Despite careful self-vetting of potential programme and format ideas, we still end up with a wasteful process whereby hundreds of programme suggestions are submitted by production companies for just a handful of slots in the schedule. There are even times when indie producers are discouraged from submitting so many pitches – an unusual way of making sure the best programmes get made for the listener. Meanwhile the BBC is happy to commission large in-house radio programmes and series without any real creative or commercial competition from outside.

The slots offered to independents, particularly on the music networks, are often outside of peak time, with the result that out of a reported BBC radio programme budget of several hundred million, only an estimated £18m is spent on indie productions.

Is this just a case of an industry sector complaining about not being given more of the licence fee? Actually no: this is about creative programme makers wanting to make full use their wide range of ideas and talent, to make more great shows for licence fee payers.
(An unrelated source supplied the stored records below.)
//! Operation dispatch engine for the REST, Bulk, and Composite APIs.
//!
//! A caller hands a [`Message`] to a [`Dispatcher`] bound to one
//! [`Operation`]. The dispatcher resolves the call's parameters, encodes the
//! body, sends the request through a [`BackendClient`], and later decodes the
//! answer, merges response headers, restores any fields it cleared, and fires
//! the caller's completion callback exactly once.
//!
//! ## Architectural Layer
//!
//! **Business logic + port definitions.** This crate has no network I/O. The
//! backend is reached only through the [`BackendClient`] port; the
//! `rest-client` crate supplies the HTTP implementation.
//!
//! ## Module Layout
//!
//! | Module | Contents |
//! |--------|----------|
//! | [`operation`] | The closed set of operations and their families |
//! | [`params`] | Parameter names and the header/config/body resolver |
//! | [`codec`] | JSON and XML codecs, response types, the type registry |
//! | [`dispatcher`] | Per-call state machine and operation handlers |
//! | [`cursor`] | Blocking cursor over paginated query results |
//! | [`propagation`] | Header forwarding and field capture/restore |
//! | [`backend`] | The backend port: requests, responses, callbacks |
//! | [`message`] | Inbound message, headers, and body shapes |
//! | [`payload`] | Decoded response payloads |
//! | [`sobject`] | Domain record capability trait and field tables |
//! | [`bulk`] | Bulk job and batch documents |
//! | [`config`] | Endpoint configuration |
//! | [`identifiers`] | Newtype identifiers (`RecordId`, `JobId`, `CallId`, ...) |
//! | [`types`] | Shared value types (`ApiVersion`, `PayloadFormat`, ...) |
//! | [`errors`] | Error taxonomy |

pub mod backend;
pub mod bulk;
pub mod codec;
pub mod config;
pub mod cursor;
pub mod dispatcher;
pub mod errors;
pub mod identifiers;
pub mod message;
pub mod operation;
pub mod params;
pub mod payload;
pub mod propagation;
pub mod sobject;
pub mod types;

// Re-export the everyday surface at the crate root.
pub use backend::{BackendCall, BackendClient, BackendRequest, BackendResponse, ResponseCallback};
pub use codec::{PayloadCodec, ResponseType, TypeBinding, TypeRegistry};
pub use config::{EndpointConfig, OptionValue};
pub use cursor::{QueryCursor, QueryRecords};
pub use dispatcher::{CallState, Completion, CompletionSignal, Dispatcher};
pub use errors::{BackendError, DispatchError, ErrorKind, RestError};
pub use identifiers::{
    BatchId, CallId, JobId, RecordId, ReportId, ReportInstanceId, ResultId, SObjectName,
};
pub use message::{Body, Headers, Message};
pub use operation::{Operation, OperationFamily};
pub use payload::{AnyRecord, Payload};
pub use sobject::{SObject, SharedSObject};
pub use types::{ApiVersion, NotFoundBehaviour, PayloadFormat};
Britain is now home to one of the world's most creatively – and commercially – successful independent TV production sectors. We now need the BBC Trust, which is currently reviewing the BBC's radio network supply, to conclude that the same principle of creative competition should apply to radio.

With other leading radio indies from our trade association, the Radio Independents Group, I'm working to show the BBC Trust, and all those with an interest in the BBC and public service broadcasting, just what the indie sector could deliver if given the opportunity. The digital "revolution" has been good news for radio, with MP3 players, podcasts, the internet and mobile phones all providing new ways for people to listen. The 6 Music saga demonstrated that the BBC simply hadn't given the station enough publicity.

The big issue for the future is whether the BBC will be persuaded to fully embrace independent creative content makers who, together with the right balance of in-house producers, can power innovation and stimulate creative competition across all of its services.